§ **ACTIVITY**
Report every line of the records beneath this task that holds the string "rewrites".

___ EXTRACTED ENTRIES ___

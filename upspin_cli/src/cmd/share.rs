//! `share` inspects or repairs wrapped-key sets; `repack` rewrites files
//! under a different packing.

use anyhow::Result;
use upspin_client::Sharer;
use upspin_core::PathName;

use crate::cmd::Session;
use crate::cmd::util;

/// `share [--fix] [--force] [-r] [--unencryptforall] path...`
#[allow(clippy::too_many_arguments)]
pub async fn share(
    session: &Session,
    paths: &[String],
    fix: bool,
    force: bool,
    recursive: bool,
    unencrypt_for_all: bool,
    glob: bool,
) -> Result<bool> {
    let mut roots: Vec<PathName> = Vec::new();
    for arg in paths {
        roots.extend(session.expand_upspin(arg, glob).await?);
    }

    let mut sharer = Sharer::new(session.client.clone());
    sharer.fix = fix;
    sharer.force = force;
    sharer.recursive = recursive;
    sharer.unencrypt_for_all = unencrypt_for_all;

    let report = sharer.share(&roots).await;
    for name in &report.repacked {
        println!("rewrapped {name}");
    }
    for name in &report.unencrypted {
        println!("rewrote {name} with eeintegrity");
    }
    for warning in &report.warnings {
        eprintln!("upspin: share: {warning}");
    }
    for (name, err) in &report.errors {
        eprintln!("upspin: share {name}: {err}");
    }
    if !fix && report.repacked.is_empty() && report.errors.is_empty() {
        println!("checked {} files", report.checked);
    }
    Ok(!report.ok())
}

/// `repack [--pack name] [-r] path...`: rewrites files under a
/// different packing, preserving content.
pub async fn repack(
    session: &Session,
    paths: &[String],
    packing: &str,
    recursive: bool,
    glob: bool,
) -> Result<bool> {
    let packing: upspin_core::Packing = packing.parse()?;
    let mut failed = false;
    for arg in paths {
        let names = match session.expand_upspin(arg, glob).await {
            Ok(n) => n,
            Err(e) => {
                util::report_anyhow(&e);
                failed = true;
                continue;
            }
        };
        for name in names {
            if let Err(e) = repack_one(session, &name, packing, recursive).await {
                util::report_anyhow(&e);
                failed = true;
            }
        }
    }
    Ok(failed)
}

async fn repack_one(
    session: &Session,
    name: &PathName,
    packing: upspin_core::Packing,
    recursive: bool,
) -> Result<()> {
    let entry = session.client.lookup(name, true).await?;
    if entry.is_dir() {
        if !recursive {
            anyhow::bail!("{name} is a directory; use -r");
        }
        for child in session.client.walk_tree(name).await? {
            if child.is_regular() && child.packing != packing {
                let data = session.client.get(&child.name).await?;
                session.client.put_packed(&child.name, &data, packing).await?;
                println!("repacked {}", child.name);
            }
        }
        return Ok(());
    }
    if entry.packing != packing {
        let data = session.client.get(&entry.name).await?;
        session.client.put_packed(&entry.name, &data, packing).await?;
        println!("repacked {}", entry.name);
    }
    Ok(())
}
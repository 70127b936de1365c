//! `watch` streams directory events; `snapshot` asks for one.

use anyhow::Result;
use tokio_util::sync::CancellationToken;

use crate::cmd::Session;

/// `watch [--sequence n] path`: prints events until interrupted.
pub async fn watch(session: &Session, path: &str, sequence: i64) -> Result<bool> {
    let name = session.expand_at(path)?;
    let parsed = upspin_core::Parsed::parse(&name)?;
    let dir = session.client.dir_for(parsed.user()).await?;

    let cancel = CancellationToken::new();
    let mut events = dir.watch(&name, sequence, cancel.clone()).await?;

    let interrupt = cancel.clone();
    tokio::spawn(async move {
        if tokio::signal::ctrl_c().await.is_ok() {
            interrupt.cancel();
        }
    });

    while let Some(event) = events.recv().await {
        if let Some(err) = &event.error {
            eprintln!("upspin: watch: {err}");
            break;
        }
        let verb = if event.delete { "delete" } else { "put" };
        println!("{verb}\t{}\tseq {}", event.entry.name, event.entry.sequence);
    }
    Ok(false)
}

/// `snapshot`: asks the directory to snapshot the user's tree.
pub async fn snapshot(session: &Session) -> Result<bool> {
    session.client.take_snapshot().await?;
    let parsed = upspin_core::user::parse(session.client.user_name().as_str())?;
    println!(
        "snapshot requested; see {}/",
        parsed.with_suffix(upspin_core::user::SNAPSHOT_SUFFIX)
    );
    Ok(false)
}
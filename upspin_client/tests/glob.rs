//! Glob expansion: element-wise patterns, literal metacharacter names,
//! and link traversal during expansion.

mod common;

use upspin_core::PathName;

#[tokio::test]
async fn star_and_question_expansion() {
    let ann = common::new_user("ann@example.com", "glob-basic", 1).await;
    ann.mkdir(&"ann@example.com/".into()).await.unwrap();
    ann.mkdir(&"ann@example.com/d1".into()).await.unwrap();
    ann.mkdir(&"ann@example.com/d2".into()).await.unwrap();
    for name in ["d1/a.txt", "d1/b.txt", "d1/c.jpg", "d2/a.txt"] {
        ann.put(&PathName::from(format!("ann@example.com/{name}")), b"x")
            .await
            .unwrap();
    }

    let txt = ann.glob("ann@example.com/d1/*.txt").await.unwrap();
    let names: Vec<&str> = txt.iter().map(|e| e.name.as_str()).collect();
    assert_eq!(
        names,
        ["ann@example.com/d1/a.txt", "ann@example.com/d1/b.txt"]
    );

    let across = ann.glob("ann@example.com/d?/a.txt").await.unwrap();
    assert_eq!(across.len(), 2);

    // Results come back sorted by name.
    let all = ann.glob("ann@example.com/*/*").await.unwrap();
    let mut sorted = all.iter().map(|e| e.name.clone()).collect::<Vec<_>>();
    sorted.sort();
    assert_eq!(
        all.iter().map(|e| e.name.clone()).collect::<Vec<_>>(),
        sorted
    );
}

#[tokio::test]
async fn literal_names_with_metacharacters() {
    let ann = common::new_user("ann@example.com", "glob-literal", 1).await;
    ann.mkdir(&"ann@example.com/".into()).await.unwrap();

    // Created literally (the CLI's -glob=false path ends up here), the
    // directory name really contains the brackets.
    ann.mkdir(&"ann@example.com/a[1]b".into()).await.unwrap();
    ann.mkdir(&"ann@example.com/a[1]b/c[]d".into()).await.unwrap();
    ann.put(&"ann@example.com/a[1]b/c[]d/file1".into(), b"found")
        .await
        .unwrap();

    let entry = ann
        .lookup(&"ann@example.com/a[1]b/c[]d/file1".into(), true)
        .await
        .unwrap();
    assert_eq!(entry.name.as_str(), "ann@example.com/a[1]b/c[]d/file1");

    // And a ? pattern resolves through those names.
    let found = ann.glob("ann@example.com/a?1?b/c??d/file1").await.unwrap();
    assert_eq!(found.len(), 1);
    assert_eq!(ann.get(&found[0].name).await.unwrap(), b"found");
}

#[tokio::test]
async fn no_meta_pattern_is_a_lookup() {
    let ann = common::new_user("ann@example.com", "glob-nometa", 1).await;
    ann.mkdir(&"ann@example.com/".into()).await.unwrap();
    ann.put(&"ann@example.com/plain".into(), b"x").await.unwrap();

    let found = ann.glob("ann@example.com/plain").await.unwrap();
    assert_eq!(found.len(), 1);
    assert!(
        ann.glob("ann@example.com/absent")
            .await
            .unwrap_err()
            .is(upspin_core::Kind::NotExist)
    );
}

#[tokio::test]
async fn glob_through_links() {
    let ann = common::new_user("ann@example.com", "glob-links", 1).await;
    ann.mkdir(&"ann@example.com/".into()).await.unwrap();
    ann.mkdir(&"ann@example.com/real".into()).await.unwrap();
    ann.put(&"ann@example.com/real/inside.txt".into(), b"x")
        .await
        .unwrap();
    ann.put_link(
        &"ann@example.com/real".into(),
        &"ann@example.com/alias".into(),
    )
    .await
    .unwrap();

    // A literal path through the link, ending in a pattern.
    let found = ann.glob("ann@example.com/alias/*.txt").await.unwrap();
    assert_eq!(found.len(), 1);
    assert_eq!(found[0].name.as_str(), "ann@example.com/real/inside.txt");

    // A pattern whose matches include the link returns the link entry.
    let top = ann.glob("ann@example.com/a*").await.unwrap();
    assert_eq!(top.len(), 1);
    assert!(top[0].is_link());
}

___

§ **THE ANSWER**
//! `share` inspects or repairs wrapped-key sets; `repack` rewrites files
/// `repack [--pack name] [-r] path...`: rewrites files under a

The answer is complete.